I will also never forget the wonderful woman, Asel, who I work with in Balykchy, the town where I live now. Without fail, every day after class Asel holds my hand and walks me to where I get a ride home. She is the hardest working person I know. She cooks, cleans and does all the laundry for her three children and her mother. She works two jobs, but she still comes to work every day with a smile on her face and always wants to do more to better herself and her students. She is my inspiration.

My work here with secondary projects through the Peace Corps has been a huge blessing because we have been able to work on projects that are motivated by local community members. Since living here, I've had four major secondary projects, all of which have been really exciting to work on. Two grants included getting whiteboards for my old school and a week long boys' healthy lifestyle summer camp.

My first crowd funding project stemmed from the fact that Kyrgyzstan is very prone to earthquakes, so I provided training around the country to educate students and other locals on how to prepare for and respond to an earthquake.

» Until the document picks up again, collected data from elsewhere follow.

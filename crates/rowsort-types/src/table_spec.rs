//! Table schema: ordered, named, typed columns.

use std::collections::HashSet;

use crate::data_cell::DataType;
use crate::error::{Result, SortError};
use crate::row::Row;

/// Pseudo column name selecting the row key as a sort criterion.
pub const ROWKEY_SORT_COLUMN: &str = "-ROWKEY -";

#[derive(Debug, Clone, PartialEq, Eq)]
pub struct ColumnSpec {
    pub name: String,
    pub dtype: DataType,
}

impl ColumnSpec {
    pub fn new(name: &str, dtype: DataType) -> Self {
        ColumnSpec {
            name: name.to_string(),
            dtype,
        }
    }
}

#[derive(Debug, Clone, PartialEq, Eq, Default)]
pub struct TableSpec {
    columns: Vec<ColumnSpec>,
}

impl TableSpec {
    /// Build a spec; column names must be unique.
    pub fn new(columns: Vec<ColumnSpec>) -> Result<Self> {
        let mut seen = HashSet::new();
        for col in &columns {
            if !seen.insert(col.name.as_str()) {
                return Err(SortError::Config(format!(
                    "Duplicate column name: {}",
                    col.name
                )));
            }
        }
        Ok(TableSpec { columns })
    }

    /// Convenience constructor from `(name, type)` pairs.
    pub fn from_pairs(pairs: &[(&str, DataType)]) -> Result<Self> {
        TableSpec::new(
            pairs
                .iter()
                .map(|&(name, dtype)| ColumnSpec::new(name, dtype))
                .collect(),
        )
    }

    pub fn num_columns(&self) -> usize {
        self.columns.len()
    }

    pub fn column(&self, index: usize) -> &ColumnSpec {
        &self.columns[index]
    }

    pub fn columns(&self) -> &[ColumnSpec] {
        &self.columns
    }

    pub fn column_names(&self) -> Vec<&str> {
        self.columns.iter().map(|c| c.name.as_str()).collect()
    }

    pub fn find_column_index(&self, name: &str) -> Option<usize> {
        self.columns.iter().position(|c| c.name == name)
    }

    /// Check arity and cell types of a row against this spec.
    pub fn validate_row(&self, row: &Row) -> Result<()> {
        if row.num_cells() != self.columns.len() {
            return Err(SortError::Type(format!(
                "Row {} has {} cells, spec has {} columns",
                row.key(),
                row.num_cells(),
                self.columns.len()
            )));
        }
        for (cell, col) in row.cells().iter().zip(&self.columns) {
            if !col.dtype.accepts(cell) {
                return Err(SortError::Type(format!(
                    "Row {}: cell {:?} does not fit {} column {}",
                    row.key(),
                    cell,
                    col.dtype,
                    col.name
                )));
            }
        }
        Ok(())
    }

    /// Concatenate the columns of `other` after the columns of `self`.
    pub fn append(&self, other: &TableSpec) -> Result<TableSpec> {
        let mut columns = self.columns.clone();
        columns.extend(other.columns.iter().cloned());
        TableSpec::new(columns)
    }
}
pub mod data_cell;
pub mod error;
pub mod row;
pub mod serialization;
pub mod table_spec;
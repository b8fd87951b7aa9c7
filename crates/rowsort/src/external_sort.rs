//! External sort: sorted runs spilled to disk, merged in levels.
//!
//! Partition phase: rows are buffered. A full buffer, or a buffer of at
//! least `max_open_chunks` rows after the memory service reported low
//! memory, is sorted and written to a disk chunk. The last buffer stays in
//! memory as the final chunk.
//!
//! Merge phase: while more than `max_open_chunks` chunks remain, groups of
//! `max_open_chunks` consecutive chunks are merged into new disk chunks
//! (one level per pass over the data). The remaining chunks go through one
//! final k-way merge, either written to an output chunk or handed out as a
//! lazy iterator.

use std::collections::VecDeque;
use std::path::PathBuf;
use std::sync::Arc;

use rowsort_config::SortConfig;
use rowsort_query::comparator::RowComparator;
use rowsort_query::kway_merge::KWayMerge;
use rowsort_query::progress::ExecutionMonitor;
use rowsort_query::sort::sort_buffer;
use rowsort_storage::chunk::Chunk;
use rowsort_storage::chunk_store::ChunkStore;
use rowsort_types::error::Result;
use rowsort_types::row::Row;

use crate::sorter::{RowSource, SortJob};

/// Lazily created spill directory of one sort.
pub(crate) struct Spill {
    parent: Option<PathBuf>,
    block_rows: usize,
    store: Option<ChunkStore>,
}

impl Spill {
    pub(crate) fn new(config: &SortConfig) -> Self {
        Spill {
            parent: config.spill_dir.clone(),
            block_rows: config.block_rows,
            store: None,
        }
    }

    /// The chunk store, created on first use.
    pub(crate) fn store(&mut self) -> Result<&ChunkStore> {
        let store = match self.store.take() {
            Some(store) => store,
            None => match &self.parent {
                Some(parent) => ChunkStore::in_dir(parent, self.block_rows)?,
                None => ChunkStore::new(self.block_rows)?,
            },
        };
        Ok(&*self.store.insert(store))
    }

    pub(crate) fn chunks_written(&self) -> u64 {
        self.store.as_ref().map_or(0, ChunkStore::chunks_created)
    }

    pub(crate) fn into_store(self) -> Option<ChunkStore> {
        self.store
    }
}

/// Row counter driving the polling points of a phase: every
/// `interval`-th row checks for cancellation and reports progress.
pub(crate) struct Ticker<'m> {
    exec: &'m ExecutionMonitor,
    total: Option<u64>,
    interval: u64,
    count: u64,
}

impl<'m> Ticker<'m> {
    pub(crate) fn new(exec: &'m ExecutionMonitor, total: Option<u64>, interval: usize) -> Self {
        Ticker {
            exec,
            total,
            interval: interval.max(1) as u64,
            count: 0,
        }
    }

    /// Count one row. Returns `true` at polling points.
    pub(crate) fn tick(&mut self, label: &str) -> Result<bool> {
        self.count += 1;
        if self.count % self.interval != 0 {
            return Ok(false);
        }
        self.exec.check_canceled()?;
        match self.total {
            Some(total) if total > 0 => self.exec.set_progress(self.count as f64 / total as f64),
            _ => self.exec.set_message(format!("{}, {} rows", label, self.count)),
        }
        Ok(true)
    }

    pub(crate) fn count(&self) -> u64 {
        self.count
    }
}

impl SortJob {
    /// Read the whole input into sorted chunks.
    pub(crate) fn create_initial_chunks(
        &mut self,
        rows: RowSource<'_>,
        exec: &ExecutionMonitor,
    ) -> Result<MergePhase> {
        exec.check_canceled()?;
        let mut ticker = Ticker::new(exec, self.row_count, self.config.check_interval);
        let mut buffer: Vec<Row> = Vec::new();
        let mut chunks = VecDeque::new();
        // A low reading taken while choosing the strategy applies to the
        // first run; the service will not repeat it before a collection.
        let mut low_memory = std::mem::take(&mut self.low_memory);
        let mut chunk_start = 0;

        for row in rows {
            let row = row?;
            self.spec.validate_row(&row)?;
            buffer.push(row);
            if ticker.tick("Reading table")? {
                low_memory |= self.memory.is_memory_low();
            }

            let full = buffer.len() >= self.config.max_rows_per_chunk;
            let pressed = low_memory && buffer.len() >= self.config.max_open_chunks;
            if full || pressed {
                exec.set_message("Sorting in-memory buffer");
                sort_buffer(&mut buffer, &self.comparator);
                let chunk = self.spill.store()?.write_chunk(&mut buffer)?;
                tracing::debug!(
                    start_row = chunk_start,
                    end_row = ticker.count(),
                    low_memory = pressed && !full,
                    memory = %self.memory.usage_summary(),
                    "wrote chunk"
                );
                chunks.push_back(chunk);
                chunk_start = ticker.count();
                low_memory = false;
            }
        }

        if !buffer.is_empty() {
            sort_buffer(&mut buffer, &self.comparator);
            chunks.push_back(Chunk::Memory(buffer));
        }
        exec.set_progress(1.0);

        Ok(MergePhase {
            chunks,
            num_rows: ticker.count(),
            max_open_chunks: self.config.max_open_chunks,
            check_interval: self.config.check_interval,
            comparator: Arc::clone(&self.comparator),
        })
    }

    /// Final k-way merge of `chunks` into a single output chunk. A single
    /// chunk is taken over as is.
    pub(crate) fn write_output(
        &mut self,
        mut chunks: Vec<Chunk>,
        num_rows: u64,
        exec: &ExecutionMonitor,
    ) -> Result<Chunk> {
        if chunks.len() <= 1 {
            exec.set_progress(1.0);
            return Ok(chunks.pop().unwrap_or_else(|| Chunk::Memory(Vec::new())));
        }
        exec.set_message("Writing sorted table");
        let rows = chunks
            .into_iter()
            .map(Chunk::into_rows)
            .collect::<Result<Vec<_>>>()?;
        let merge = KWayMerge::new(rows, Arc::clone(&self.comparator))?;

        let mut writer = self.spill.store()?.create_writer()?;
        let mut ticker = Ticker::new(exec, Some(num_rows), self.config.check_interval);
        for row in merge {
            writer.add_row(row?)?;
            ticker.tick("Writing sorted table")?;
        }
        let output = writer.close()?;
        exec.set_progress(1.0);
        Ok(output)
    }
}

/// Chunks produced by the partition phase, waiting to be merged.
pub(crate) struct MergePhase {
    chunks: VecDeque<Chunk>,
    num_rows: u64,
    max_open_chunks: usize,
    check_interval: usize,
    comparator: Arc<RowComparator>,
}

impl MergePhase {
    pub(crate) fn num_rows(&self) -> u64 {
        self.num_rows
    }

    pub(crate) fn num_chunks(&self) -> usize {
        self.chunks.len()
    }

    /// Number of full passes over the data the merge phase performs before
    /// the final merge. With `merge_completely` the merge continues until a
    /// single chunk is left.
    pub(crate) fn compute_num_levels(&self, merge_completely: bool) -> usize {
        let mut levels = 0;
        let mut num_chunks = self.chunks.len();
        while num_chunks > 1 && (merge_completely || num_chunks > self.max_open_chunks) {
            num_chunks = num_chunks.div_ceil(self.max_open_chunks);
            levels += 1;
        }
        levels
    }

    /// Merge level by level until at most `max_open_chunks` chunks (one
    /// chunk with `merge_completely`) remain, and return them in order.
    pub(crate) fn merge_levels(
        mut self,
        spill: &mut Spill,
        exec: &ExecutionMonitor,
        merge_completely: bool,
    ) -> Result<Vec<Chunk>> {
        let num_levels = self.compute_num_levels(merge_completely);
        let mut level = 0;
        loop {
            let num_chunks = self.chunks.len();
            if num_chunks <= 1 || (!merge_completely && num_chunks <= self.max_open_chunks) {
                exec.set_progress(1.0);
                return Ok(self.chunks.into());
            }
            let sub = exec.create_sub_progress(1.0 / num_levels.max(1) as f64);
            self.merge_level(spill, &sub, level, num_levels)?;
            sub.set_progress(1.0);
            level += 1;
        }
    }

    fn merge_level(
        &mut self,
        spill: &mut Spill,
        exec: &ExecutionMonitor,
        level: usize,
        num_levels: usize,
    ) -> Result<()> {
        let label = format!("Merging level {}/{}", level + 1, num_levels);
        exec.set_message(label.clone());
        let store = spill.store()?;
        let mut ticker = Ticker::new(exec, Some(self.num_rows), self.check_interval);
        let mut merged = VecDeque::new();

        while self.chunks.len() > 1 {
            let k = self.max_open_chunks.min(self.chunks.len());
            let group = self
                .chunks
                .drain(..k)
                .map(Chunk::into_rows)
                .collect::<Result<Vec<_>>>()?;
            let mut writer = store.create_writer()?;
            for row in KWayMerge::new(group, Arc::clone(&self.comparator))? {
                writer.add_row(row?)?;
                ticker.tick(&label)?;
            }
            merged.push_back(writer.close()?);
        }

        let num_merged = merged.len();
        // A single leftover chunk moves on to the next level unchanged.
        merged.append(&mut self.chunks);
        tracing::debug!(
            level = level + 1,
            levels = num_levels,
            merged = num_merged,
            chunks = merged.len(),
            "merged chunk level"
        );
        self.chunks = merged;
        Ok(())
    }
}

#[cfg(test)]
mod tests {
    use super::*;
    use rowsort_types::data_cell::{DataCell, DataType};
    use rowsort_types::table_spec::TableSpec;

    fn phase(num_chunks: usize, max_open_chunks: usize) -> MergePhase {
        let spec = TableSpec::from_pairs(&[("v", DataType::Integer)]).unwrap();
        let comparator = RowComparator::for_columns(&spec, &["v"], &[true], false).unwrap();
        MergePhase {
            chunks: (0..num_chunks)
                .map(|i| Chunk::Memory(vec![Row::new(format!("r{}", i), vec![DataCell::Integer(i as i64)])]))
                .collect(),
            num_rows: num_chunks as u64,
            max_open_chunks,
            check_interval: 1,
            comparator: Arc::new(comparator),
        }
    }

    #[test]
    fn test_compute_num_levels() {
        assert_eq!(phase(0, 40).compute_num_levels(false), 0);
        assert_eq!(phase(1, 40).compute_num_levels(true), 0);
        assert_eq!(phase(40, 40).compute_num_levels(false), 0);
        assert_eq!(phase(40, 40).compute_num_levels(true), 1);
        assert_eq!(phase(41, 40).compute_num_levels(false), 1);
        assert_eq!(phase(1601, 40).compute_num_levels(false), 2);
        assert_eq!(phase(10, 3).compute_num_levels(false), 2);
        assert_eq!(phase(10, 3).compute_num_levels(true), 3);
    }

    #[test]
    fn test_merge_levels_until_open_limit() {
        let mut spill = Spill::new(&SortConfig::default());
        let exec = ExecutionMonitor::new();
        let remaining = phase(10, 3).merge_levels(&mut spill, &exec, false).unwrap();
        // 10 -> 4 (3 merged + 1 carried over) -> 2 (1 merged + 1 carried over).
        assert_eq!(remaining.len(), 2);
        assert_eq!(spill.chunks_written(), 4);
        assert!((exec.progress() - 1.0).abs() < 1e-9);
    }

    #[test]
    fn test_merge_completely_preserves_order() {
        let mut spill = Spill::new(&SortConfig::default());
        let exec = ExecutionMonitor::new();
        let remaining = phase(7, 3).merge_levels(&mut spill, &exec, true).unwrap();
        assert_eq!(remaining.len(), 1);
        let keys: Vec<String> = remaining[0]
            .iter()
            .unwrap()
            .map(|r| r.unwrap().key().to_string())
            .collect();
        let expected: Vec<String> = (0..7).map(|i| format!("r{}", i)).collect();
        assert_eq!(keys, expected);
    }

    #[test]
    fn test_ticker_polls_at_interval() {
        let exec = ExecutionMonitor::new();
        let mut ticker = Ticker::new(&exec, Some(10), 4);
        let polls: Vec<bool> = (0..8).map(|_| ticker.tick("t").unwrap()).collect();
        assert_eq!(polls, vec![false, false, false, true, false, false, false, true]);
        assert!((exec.progress() - 0.8).abs() < 1e-9);

        exec.cancel_handle().cancel();
        assert!(ticker.tick("t").is_ok());
        assert!(ticker.tick("t").is_ok());
        assert!(ticker.tick("t").is_ok());
        assert!(ticker.tick("t").unwrap_err().is_canceled());
    }
}
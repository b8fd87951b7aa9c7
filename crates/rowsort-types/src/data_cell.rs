//! Typed cell values and their per-type orderings.
//!
//! Every column carries a [`DataType`]; the type hands out a
//! [`CellComparator`] that defines how two cells of that column order.
//! Comparators are resolved once when a row comparator is built, never
//! per comparison.

use std::cmp::Ordering;
use std::sync::Arc;

use crate::error::{Result, SortError};

/// Column type tag. The discriminant is the on-disk tag used by the row codec.
#[derive(Debug, Clone, Copy, PartialEq, Eq, Hash)]
#[repr(u8)]
pub enum DataType {
    Integer = 0,
    Double = 1,
    String = 2,
    Boolean = 3,
}

impl TryFrom<u8> for DataType {
    type Error = SortError;
    fn try_from(value: u8) -> Result<Self> {
        match value {
            0 => Ok(Self::Integer),
            1 => Ok(Self::Double),
            2 => Ok(Self::String),
            3 => Ok(Self::Boolean),
            _ => Err(SortError::Type(format!("Unknown data type tag: {}", value))),
        }
    }
}

impl std::fmt::Display for DataType {
    fn fmt(&self, f: &mut std::fmt::Formatter<'_>) -> std::fmt::Result {
        match self {
            Self::Integer => write!(f, "integer"),
            Self::Double => write!(f, "double"),
            Self::String => write!(f, "string"),
            Self::Boolean => write!(f, "boolean"),
        }
    }
}

impl DataType {
    /// The ordering used for cells of this type.
    pub fn comparator(&self) -> CellComparator {
        match self {
            DataType::Integer => CellComparator::Integer,
            DataType::Double => CellComparator::Double,
            DataType::String => CellComparator::String,
            DataType::Boolean => CellComparator::Boolean,
        }
    }

    /// Whether a cell may be stored in a column of this type.
    ///
    /// Missing cells fit every column; integers widen into double columns.
    pub fn accepts(&self, cell: &DataCell) -> bool {
        match (self, cell) {
            (_, DataCell::Missing) => true,
            (DataType::Integer, DataCell::Integer(_)) => true,
            (DataType::Double, DataCell::Double(_) | DataCell::Integer(_)) => true,
            (DataType::String, DataCell::String(_)) => true,
            (DataType::Boolean, DataCell::Boolean(_)) => true,
            _ => false,
        }
    }
}

/// A single cell of a row.
#[derive(Debug, Clone, PartialEq)]
pub enum DataCell {
    Integer(i64),
    Double(f64),
    String(Arc<str>),
    Boolean(bool),
    Missing,
}

impl DataCell {
    pub fn is_missing(&self) -> bool {
        matches!(self, DataCell::Missing)
    }

    /// Type of the value, `None` for a missing cell.
    pub fn data_type(&self) -> Option<DataType> {
        match self {
            DataCell::Integer(_) => Some(DataType::Integer),
            DataCell::Double(_) => Some(DataType::Double),
            DataCell::String(_) => Some(DataType::String),
            DataCell::Boolean(_) => Some(DataType::Boolean),
            DataCell::Missing => None,
        }
    }

    fn as_f64(&self) -> Option<f64> {
        match self {
            DataCell::Integer(v) => Some(*v as f64),
            DataCell::Double(v) => Some(*v),
            _ => None,
        }
    }
}

impl From<i64> for DataCell {
    fn from(v: i64) -> Self {
        DataCell::Integer(v)
    }
}

impl From<f64> for DataCell {
    fn from(v: f64) -> Self {
        DataCell::Double(v)
    }
}

impl From<&str> for DataCell {
    fn from(v: &str) -> Self {
        DataCell::String(Arc::from(v))
    }
}

impl From<bool> for DataCell {
    fn from(v: bool) -> Self {
        DataCell::Boolean(v)
    }
}

impl std::fmt::Display for DataCell {
    fn fmt(&self, f: &mut std::fmt::Formatter<'_>) -> std::fmt::Result {
        match self {
            DataCell::Integer(v) => write!(f, "{}", v),
            DataCell::Double(v) => write!(f, "{}", v),
            DataCell::String(v) => write!(f, "{}", v),
            DataCell::Boolean(v) => write!(f, "{}", v),
            DataCell::Missing => write!(f, "?"),
        }
    }
}

/// Type-specific ordering of cells.
///
/// Missing cells order before every present value and equal each other.
#[derive(Debug, Clone, Copy, PartialEq, Eq)]
pub enum CellComparator {
    Integer,
    Double,
    String,
    Boolean,
}

impl CellComparator {
    pub fn compare(&self, a: &DataCell, b: &DataCell) -> Ordering {
        match (a, b) {
            (DataCell::Missing, DataCell::Missing) => return Ordering::Equal,
            (DataCell::Missing, _) => return Ordering::Less,
            (_, DataCell::Missing) => return Ordering::Greater,
            _ => {}
        }

        match (self, a, b) {
            (CellComparator::Integer, DataCell::Integer(x), DataCell::Integer(y)) => x.cmp(y),
            (CellComparator::Double, _, _) => match (a.as_f64(), b.as_f64()) {
                (Some(x), Some(y)) => compare_f64(x, y),
                _ => type_rank(a).cmp(&type_rank(b)),
            },
            (CellComparator::String, DataCell::String(x), DataCell::String(y)) => {
                x.as_ref().cmp(y.as_ref())
            }
            (CellComparator::Boolean, DataCell::Boolean(x), DataCell::Boolean(y)) => x.cmp(y),
            // Rows are validated against the table spec before they are compared.
            _ => type_rank(a).cmp(&type_rank(b)),
        }
    }
}

/// NaN sorts after every number and equals itself.
fn compare_f64(x: f64, y: f64) -> Ordering {
    match x.partial_cmp(&y) {
        Some(ord) => ord,
        None => x.is_nan().cmp(&y.is_nan()),
    }
}

fn type_rank(v: &DataCell) -> u8 {
    match v {
        DataCell::Missing => 0,
        DataCell::Integer(_) => 1,
        DataCell::Double(_) => 2,
        DataCell::String(_) => 3,
        DataCell::Boolean(_) => 4,
    }
}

My most recent crowd-funded project is to renovate the outdoor bathrooms at my school so that they have things like stall doors with locks and hand washing stations. I also really enjoyed participating in a winter sports camp with kids who have never been skiing or snowboarding before. I helped kids learn to snowboard for a week and they were so appreciative and so eager to learn. It was amazing to see the kids grow and learn a new skill in such a short period of time.

My biggest challenges adapting to living here started with leaving everything behind. Leaving Seattle was the first and biggest challenge and it took me a while to adjust to this new place I was going to live and work in.

The second was arriving here and trying to figure out how to make this place home—how to fit in and be a part of the community I lived in. Due to the friendly nature of the Kyrgyz people, from day one it was a simple fact that I was a granddaughter, daughter and sister to my Kyrgyz family.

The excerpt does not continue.